Supplied data
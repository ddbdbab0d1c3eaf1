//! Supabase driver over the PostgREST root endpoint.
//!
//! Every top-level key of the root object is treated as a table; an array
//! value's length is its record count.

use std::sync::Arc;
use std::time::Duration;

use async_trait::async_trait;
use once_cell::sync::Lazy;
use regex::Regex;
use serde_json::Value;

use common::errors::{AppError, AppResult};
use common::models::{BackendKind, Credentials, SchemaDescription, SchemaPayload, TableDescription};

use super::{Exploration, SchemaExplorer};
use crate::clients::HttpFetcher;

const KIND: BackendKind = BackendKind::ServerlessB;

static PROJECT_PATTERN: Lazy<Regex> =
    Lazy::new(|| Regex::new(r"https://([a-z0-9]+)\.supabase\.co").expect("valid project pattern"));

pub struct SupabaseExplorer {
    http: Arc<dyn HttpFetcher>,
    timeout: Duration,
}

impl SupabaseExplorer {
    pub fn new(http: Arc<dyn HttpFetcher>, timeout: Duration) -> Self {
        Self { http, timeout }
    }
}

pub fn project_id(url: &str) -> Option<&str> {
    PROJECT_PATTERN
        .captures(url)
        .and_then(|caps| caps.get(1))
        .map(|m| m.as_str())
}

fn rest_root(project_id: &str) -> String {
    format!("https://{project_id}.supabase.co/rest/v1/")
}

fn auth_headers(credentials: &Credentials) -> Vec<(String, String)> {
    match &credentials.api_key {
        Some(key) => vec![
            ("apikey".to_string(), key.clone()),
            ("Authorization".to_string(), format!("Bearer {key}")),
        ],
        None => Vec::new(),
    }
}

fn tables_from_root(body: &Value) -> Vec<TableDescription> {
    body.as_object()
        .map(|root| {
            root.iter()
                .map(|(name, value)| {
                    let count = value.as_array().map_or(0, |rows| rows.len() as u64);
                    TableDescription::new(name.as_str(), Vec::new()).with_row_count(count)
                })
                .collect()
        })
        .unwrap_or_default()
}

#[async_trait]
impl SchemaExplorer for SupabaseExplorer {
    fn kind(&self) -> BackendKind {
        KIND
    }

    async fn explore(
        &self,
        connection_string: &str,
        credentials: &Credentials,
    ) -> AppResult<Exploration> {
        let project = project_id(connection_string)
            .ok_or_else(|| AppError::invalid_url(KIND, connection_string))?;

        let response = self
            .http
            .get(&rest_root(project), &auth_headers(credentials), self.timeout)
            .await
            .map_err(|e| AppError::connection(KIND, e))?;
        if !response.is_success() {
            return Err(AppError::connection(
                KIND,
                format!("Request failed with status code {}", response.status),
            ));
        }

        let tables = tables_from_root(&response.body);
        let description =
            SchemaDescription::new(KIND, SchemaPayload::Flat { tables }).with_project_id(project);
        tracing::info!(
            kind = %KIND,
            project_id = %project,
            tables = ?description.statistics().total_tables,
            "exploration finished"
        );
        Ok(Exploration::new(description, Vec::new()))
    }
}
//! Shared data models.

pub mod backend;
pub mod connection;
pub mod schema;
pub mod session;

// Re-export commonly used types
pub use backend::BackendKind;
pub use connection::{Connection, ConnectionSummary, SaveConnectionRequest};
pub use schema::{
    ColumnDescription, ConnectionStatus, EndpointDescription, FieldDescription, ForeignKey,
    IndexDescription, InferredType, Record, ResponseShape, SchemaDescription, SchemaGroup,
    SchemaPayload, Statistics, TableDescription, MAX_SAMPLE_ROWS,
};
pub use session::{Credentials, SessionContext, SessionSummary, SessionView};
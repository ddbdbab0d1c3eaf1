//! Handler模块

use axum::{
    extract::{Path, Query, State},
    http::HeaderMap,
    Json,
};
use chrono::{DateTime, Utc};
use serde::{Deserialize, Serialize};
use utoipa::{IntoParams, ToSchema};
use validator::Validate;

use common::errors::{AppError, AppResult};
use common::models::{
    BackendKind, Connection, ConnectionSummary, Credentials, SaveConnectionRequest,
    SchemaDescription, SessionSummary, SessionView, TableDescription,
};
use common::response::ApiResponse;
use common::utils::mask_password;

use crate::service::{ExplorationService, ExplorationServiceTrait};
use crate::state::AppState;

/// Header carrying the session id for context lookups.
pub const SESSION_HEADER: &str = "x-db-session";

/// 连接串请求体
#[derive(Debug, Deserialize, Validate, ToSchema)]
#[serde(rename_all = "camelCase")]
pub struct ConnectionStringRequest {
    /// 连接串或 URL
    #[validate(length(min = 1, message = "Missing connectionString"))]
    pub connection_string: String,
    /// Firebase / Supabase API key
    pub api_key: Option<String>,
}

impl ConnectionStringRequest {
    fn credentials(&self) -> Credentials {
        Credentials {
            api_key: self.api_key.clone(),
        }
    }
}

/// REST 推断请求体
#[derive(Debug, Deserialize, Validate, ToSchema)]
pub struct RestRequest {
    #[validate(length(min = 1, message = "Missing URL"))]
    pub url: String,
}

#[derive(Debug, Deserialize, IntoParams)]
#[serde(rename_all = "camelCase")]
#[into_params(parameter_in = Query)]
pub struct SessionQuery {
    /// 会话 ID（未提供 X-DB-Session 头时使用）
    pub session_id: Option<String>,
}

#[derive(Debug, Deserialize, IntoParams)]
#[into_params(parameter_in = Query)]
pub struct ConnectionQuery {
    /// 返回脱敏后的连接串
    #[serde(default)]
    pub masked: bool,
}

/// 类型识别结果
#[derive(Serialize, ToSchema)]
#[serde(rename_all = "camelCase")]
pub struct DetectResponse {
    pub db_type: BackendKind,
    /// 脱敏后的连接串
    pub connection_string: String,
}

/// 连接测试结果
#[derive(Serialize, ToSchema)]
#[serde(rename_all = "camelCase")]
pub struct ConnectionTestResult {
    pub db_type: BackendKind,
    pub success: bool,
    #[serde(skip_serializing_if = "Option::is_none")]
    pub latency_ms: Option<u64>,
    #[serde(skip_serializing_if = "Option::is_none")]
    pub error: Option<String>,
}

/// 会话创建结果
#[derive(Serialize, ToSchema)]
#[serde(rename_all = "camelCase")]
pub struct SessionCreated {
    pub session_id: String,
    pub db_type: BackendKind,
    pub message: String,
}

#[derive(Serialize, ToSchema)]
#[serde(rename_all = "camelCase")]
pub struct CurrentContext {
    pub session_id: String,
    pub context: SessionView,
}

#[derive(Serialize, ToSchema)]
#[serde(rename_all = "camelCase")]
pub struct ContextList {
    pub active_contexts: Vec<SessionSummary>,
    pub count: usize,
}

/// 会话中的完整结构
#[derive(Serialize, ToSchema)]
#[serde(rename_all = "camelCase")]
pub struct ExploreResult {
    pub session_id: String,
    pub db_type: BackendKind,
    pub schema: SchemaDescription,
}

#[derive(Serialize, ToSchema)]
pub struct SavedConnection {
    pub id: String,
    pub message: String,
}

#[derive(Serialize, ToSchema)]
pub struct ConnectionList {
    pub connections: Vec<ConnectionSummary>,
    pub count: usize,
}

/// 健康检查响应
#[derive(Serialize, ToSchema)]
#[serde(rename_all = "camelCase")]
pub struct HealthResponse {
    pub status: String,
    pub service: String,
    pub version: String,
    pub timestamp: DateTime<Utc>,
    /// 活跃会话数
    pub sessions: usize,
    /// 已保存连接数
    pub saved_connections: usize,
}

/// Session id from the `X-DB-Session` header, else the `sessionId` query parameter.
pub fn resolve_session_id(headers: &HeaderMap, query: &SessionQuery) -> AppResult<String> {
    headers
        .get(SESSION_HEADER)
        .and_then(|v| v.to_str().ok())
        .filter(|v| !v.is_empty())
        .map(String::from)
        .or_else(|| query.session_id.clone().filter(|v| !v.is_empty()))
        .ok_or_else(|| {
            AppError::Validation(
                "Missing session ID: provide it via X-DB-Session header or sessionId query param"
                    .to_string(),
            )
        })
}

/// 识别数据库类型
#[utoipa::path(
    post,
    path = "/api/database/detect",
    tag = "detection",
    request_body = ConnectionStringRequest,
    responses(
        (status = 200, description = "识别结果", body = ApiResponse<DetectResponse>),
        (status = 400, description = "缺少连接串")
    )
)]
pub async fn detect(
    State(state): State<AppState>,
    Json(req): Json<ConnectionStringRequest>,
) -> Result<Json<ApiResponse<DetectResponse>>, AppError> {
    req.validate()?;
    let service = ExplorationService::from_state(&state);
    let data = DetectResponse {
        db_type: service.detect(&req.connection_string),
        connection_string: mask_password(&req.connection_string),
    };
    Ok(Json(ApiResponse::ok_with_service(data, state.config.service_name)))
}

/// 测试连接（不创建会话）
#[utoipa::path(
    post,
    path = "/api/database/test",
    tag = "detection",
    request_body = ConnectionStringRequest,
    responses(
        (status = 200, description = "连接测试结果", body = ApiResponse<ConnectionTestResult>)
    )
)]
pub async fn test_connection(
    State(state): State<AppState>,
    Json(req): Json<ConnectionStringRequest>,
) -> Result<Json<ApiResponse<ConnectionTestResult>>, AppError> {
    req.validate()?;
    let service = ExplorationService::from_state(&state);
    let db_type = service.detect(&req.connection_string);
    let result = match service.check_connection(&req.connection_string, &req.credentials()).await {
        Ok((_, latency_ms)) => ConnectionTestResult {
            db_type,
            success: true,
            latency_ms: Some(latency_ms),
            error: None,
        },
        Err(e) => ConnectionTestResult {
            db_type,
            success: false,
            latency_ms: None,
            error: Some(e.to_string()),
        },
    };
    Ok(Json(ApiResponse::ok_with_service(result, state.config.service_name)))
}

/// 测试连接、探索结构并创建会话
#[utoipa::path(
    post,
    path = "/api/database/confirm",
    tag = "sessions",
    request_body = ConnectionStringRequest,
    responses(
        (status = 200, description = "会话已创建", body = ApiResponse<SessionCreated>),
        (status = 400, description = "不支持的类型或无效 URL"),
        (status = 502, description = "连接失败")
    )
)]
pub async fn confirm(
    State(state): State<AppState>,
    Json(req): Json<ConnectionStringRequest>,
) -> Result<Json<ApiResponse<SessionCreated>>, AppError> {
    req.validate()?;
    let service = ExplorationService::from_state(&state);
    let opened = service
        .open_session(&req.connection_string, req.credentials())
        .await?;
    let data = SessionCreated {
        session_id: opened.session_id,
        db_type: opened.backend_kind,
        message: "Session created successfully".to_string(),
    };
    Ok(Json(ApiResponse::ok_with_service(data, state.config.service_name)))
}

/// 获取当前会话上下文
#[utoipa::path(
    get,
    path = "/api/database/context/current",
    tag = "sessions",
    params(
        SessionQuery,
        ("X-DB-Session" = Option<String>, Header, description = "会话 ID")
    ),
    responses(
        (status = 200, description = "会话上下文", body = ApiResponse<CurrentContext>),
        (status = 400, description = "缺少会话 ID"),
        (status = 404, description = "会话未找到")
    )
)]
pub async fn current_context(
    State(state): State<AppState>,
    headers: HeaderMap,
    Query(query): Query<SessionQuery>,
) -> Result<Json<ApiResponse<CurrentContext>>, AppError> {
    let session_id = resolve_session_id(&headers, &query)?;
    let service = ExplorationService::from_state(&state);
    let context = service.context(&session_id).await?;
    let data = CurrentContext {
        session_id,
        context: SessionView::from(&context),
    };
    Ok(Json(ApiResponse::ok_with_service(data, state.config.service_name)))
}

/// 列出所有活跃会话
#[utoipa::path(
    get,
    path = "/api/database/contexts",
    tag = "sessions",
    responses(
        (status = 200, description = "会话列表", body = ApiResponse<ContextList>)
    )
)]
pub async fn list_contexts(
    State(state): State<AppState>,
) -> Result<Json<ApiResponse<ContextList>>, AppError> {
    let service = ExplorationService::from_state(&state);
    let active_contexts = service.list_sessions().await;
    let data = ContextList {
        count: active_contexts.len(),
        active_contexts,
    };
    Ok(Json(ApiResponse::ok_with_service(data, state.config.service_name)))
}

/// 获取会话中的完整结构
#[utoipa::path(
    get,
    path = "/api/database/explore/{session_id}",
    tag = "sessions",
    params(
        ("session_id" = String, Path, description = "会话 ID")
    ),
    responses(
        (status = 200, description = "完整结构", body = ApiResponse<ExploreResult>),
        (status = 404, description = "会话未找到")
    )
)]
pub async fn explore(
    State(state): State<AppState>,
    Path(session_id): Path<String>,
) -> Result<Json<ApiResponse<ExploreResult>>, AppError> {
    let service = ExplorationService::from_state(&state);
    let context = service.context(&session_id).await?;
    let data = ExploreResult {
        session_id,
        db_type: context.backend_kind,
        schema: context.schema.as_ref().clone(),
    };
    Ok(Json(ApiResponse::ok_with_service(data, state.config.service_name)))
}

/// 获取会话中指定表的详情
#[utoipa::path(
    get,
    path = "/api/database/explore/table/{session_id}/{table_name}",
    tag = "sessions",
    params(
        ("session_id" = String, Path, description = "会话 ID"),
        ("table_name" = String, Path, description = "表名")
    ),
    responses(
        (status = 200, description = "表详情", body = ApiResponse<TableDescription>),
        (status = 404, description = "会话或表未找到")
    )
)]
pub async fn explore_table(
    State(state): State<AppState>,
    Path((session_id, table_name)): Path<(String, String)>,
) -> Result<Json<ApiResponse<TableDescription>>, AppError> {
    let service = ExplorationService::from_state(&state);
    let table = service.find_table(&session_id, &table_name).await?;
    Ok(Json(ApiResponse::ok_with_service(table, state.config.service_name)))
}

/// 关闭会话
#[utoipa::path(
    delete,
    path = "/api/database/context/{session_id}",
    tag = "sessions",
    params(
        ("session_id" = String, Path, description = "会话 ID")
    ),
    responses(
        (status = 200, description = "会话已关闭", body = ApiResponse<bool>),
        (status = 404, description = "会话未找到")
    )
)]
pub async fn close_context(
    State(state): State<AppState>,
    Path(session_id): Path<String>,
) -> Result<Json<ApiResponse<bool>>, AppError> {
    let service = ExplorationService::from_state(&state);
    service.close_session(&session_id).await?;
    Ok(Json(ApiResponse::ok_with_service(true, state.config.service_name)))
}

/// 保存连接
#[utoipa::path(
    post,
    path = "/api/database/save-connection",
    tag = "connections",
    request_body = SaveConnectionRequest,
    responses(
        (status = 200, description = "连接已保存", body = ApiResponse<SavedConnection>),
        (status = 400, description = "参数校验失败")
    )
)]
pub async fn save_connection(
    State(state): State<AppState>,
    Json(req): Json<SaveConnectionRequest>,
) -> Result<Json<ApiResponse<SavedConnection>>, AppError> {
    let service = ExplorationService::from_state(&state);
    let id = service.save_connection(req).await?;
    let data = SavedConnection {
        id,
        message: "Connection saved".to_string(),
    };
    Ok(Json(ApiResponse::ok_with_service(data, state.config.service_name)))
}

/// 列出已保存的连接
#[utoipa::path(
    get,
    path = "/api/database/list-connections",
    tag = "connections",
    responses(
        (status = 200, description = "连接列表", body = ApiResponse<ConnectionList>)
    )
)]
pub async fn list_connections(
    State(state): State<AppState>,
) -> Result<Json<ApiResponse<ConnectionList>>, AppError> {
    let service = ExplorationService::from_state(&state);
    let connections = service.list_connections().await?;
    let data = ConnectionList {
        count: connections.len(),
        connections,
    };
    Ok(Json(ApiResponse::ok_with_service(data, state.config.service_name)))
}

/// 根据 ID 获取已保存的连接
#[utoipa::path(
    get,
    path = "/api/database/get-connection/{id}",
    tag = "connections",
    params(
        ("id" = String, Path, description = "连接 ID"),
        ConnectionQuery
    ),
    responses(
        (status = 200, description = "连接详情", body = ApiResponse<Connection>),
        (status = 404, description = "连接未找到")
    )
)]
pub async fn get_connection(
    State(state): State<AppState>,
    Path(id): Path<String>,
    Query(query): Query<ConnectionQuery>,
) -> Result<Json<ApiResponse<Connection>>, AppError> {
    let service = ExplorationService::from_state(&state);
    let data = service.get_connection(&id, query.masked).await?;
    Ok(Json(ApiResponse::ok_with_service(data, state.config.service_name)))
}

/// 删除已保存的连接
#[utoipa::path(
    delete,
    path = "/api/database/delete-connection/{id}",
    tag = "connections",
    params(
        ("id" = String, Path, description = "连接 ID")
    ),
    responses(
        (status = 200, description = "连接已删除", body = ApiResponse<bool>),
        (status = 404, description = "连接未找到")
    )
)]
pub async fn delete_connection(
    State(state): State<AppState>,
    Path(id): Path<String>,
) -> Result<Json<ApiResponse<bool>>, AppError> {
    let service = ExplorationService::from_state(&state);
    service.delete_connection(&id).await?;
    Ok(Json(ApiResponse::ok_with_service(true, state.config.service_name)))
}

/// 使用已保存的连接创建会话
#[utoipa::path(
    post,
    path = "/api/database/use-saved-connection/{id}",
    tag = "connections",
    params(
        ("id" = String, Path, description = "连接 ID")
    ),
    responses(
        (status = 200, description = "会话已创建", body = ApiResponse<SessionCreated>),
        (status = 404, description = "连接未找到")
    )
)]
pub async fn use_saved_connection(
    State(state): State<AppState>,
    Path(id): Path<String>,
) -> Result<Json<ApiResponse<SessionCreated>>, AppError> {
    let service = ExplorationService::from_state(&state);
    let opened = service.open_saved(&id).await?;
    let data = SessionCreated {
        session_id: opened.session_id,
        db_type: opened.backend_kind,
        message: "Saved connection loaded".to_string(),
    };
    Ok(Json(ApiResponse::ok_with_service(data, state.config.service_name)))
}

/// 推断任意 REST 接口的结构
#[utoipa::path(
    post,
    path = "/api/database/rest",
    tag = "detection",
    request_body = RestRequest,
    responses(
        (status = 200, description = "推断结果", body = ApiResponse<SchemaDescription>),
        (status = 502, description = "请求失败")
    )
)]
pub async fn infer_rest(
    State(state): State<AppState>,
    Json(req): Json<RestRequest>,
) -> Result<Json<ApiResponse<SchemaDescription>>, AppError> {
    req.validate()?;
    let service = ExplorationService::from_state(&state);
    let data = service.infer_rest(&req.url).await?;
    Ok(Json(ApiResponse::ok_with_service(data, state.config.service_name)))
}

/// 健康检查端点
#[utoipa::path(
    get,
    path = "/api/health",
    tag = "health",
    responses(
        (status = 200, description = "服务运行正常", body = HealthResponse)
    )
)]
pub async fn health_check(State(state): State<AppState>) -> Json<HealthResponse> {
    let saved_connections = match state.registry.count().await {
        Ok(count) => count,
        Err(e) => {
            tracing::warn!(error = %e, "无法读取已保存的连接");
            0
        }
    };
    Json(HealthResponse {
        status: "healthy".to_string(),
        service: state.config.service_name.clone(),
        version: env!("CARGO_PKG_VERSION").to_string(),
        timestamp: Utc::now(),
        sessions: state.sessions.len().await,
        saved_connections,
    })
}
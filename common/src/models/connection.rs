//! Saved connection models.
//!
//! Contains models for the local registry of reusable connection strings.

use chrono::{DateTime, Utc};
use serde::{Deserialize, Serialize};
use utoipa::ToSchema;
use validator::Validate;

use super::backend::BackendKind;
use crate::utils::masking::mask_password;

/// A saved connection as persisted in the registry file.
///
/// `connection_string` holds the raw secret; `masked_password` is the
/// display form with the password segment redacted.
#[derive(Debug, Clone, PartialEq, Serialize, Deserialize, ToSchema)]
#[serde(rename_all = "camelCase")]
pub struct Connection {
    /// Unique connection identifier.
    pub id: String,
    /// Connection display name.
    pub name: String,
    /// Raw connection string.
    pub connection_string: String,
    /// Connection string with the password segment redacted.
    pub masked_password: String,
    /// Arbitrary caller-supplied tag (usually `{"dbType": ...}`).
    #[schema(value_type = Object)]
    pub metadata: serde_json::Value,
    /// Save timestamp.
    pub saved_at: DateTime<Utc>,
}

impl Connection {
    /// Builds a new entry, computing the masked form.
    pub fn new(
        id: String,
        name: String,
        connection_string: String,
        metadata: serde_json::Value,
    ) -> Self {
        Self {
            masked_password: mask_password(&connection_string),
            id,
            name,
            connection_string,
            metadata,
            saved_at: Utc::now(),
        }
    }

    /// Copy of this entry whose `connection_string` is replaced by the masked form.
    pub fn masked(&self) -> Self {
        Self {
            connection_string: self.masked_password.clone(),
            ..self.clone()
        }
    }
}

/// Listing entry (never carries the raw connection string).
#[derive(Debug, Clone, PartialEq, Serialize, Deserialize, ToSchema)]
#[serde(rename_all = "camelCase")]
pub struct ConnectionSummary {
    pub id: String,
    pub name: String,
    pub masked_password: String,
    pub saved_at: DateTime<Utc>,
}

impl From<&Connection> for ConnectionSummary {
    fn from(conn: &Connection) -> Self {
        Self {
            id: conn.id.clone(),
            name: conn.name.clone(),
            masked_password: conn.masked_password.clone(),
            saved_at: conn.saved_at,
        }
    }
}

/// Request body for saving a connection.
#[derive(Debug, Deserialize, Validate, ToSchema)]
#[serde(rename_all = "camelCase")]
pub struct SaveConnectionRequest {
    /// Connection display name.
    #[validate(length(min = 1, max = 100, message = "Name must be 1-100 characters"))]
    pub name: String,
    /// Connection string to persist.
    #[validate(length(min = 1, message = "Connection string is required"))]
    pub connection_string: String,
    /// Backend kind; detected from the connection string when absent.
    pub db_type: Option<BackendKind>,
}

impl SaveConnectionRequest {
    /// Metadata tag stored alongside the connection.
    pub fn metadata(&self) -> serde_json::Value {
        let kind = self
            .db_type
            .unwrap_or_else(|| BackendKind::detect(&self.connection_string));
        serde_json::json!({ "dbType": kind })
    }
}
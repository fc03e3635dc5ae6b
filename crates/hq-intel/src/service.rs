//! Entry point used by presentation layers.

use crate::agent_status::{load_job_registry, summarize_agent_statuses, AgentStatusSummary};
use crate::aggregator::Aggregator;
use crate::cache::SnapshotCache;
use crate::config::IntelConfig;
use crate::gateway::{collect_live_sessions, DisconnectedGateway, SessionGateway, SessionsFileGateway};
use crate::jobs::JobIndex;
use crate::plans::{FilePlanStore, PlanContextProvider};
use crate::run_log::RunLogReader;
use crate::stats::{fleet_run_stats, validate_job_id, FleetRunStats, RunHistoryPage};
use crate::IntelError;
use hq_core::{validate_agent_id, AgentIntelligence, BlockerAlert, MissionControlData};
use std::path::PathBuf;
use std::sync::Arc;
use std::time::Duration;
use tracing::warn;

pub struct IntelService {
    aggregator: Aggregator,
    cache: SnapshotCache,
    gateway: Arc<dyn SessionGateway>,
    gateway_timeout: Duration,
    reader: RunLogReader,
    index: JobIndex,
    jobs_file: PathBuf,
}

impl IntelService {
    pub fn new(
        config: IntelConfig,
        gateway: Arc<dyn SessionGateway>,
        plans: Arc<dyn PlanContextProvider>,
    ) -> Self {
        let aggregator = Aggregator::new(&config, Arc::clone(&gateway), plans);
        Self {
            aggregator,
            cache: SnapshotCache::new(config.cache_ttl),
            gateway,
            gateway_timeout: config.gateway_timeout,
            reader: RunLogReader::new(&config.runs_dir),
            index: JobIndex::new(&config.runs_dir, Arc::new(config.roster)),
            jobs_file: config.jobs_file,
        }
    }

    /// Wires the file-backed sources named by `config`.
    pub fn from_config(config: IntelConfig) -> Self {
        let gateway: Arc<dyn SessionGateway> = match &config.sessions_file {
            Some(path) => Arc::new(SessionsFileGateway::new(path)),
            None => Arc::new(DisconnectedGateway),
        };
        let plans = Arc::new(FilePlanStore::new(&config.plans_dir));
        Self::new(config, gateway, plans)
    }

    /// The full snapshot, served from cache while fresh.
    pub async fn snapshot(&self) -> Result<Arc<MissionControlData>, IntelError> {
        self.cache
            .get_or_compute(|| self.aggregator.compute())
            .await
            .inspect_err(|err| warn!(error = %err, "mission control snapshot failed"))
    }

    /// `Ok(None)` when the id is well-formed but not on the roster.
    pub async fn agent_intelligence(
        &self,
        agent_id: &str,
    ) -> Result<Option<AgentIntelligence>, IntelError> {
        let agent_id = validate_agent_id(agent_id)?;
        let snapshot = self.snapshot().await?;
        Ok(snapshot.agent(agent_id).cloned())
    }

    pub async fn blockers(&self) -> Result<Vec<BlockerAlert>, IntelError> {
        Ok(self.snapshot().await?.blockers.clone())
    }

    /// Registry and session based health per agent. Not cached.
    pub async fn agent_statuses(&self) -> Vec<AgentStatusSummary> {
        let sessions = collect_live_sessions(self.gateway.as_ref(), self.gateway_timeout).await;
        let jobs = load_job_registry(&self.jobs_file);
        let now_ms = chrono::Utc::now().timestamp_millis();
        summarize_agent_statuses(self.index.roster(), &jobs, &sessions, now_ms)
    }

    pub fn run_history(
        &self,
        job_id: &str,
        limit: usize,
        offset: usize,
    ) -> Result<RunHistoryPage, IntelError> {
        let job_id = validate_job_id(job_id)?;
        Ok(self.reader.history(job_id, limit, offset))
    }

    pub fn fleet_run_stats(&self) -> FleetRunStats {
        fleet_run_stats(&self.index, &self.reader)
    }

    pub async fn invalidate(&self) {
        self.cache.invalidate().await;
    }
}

Task objective
Exact reproduction of the lines from the top of the material through the line where "body.as_object()" appears is required, both boundary lines included, with no other output.

Written solution
repository ddbdbab0d1c3eaf1
//! Supabase driver over the PostgREST root endpoint.
//!
//! Every top-level key of the root object is treated as a table; an array
//! value's length is its record count.

use std::sync::Arc;
use std::time::Duration;

use async_trait::async_trait;
use once_cell::sync::Lazy;
use regex::Regex;
use serde_json::Value;

use common::errors::{AppError, AppResult};
use common::models::{BackendKind, Credentials, SchemaDescription, SchemaPayload, TableDescription};

use super::{Exploration, SchemaExplorer};
use crate::clients::HttpFetcher;

const KIND: BackendKind = BackendKind::ServerlessB;

static PROJECT_PATTERN: Lazy<Regex> =
    Lazy::new(|| Regex::new(r"https://([a-z0-9]+)\.supabase\.co").expect("valid project pattern"));

pub struct SupabaseExplorer {
    http: Arc<dyn HttpFetcher>,
    timeout: Duration,
}

impl SupabaseExplorer {
    pub fn new(http: Arc<dyn HttpFetcher>, timeout: Duration) -> Self {
        Self { http, timeout }
    }
}

pub fn project_id(url: &str) -> Option<&str> {
    PROJECT_PATTERN
        .captures(url)
        .and_then(|caps| caps.get(1))
        .map(|m| m.as_str())
}

fn rest_root(project_id: &str) -> String {
    format!("https://{project_id}.supabase.co/rest/v1/")
}

fn auth_headers(credentials: &Credentials) -> Vec<(String, String)> {
    match &credentials.api_key {
        Some(key) => vec![
            ("apikey".to_string(), key.clone()),
            ("Authorization".to_string(), format!("Bearer {key}")),
        ],
        None => Vec::new(),
    }
}

fn tables_from_root(body: &Value) -> Vec<TableDescription> {
    body.as_object()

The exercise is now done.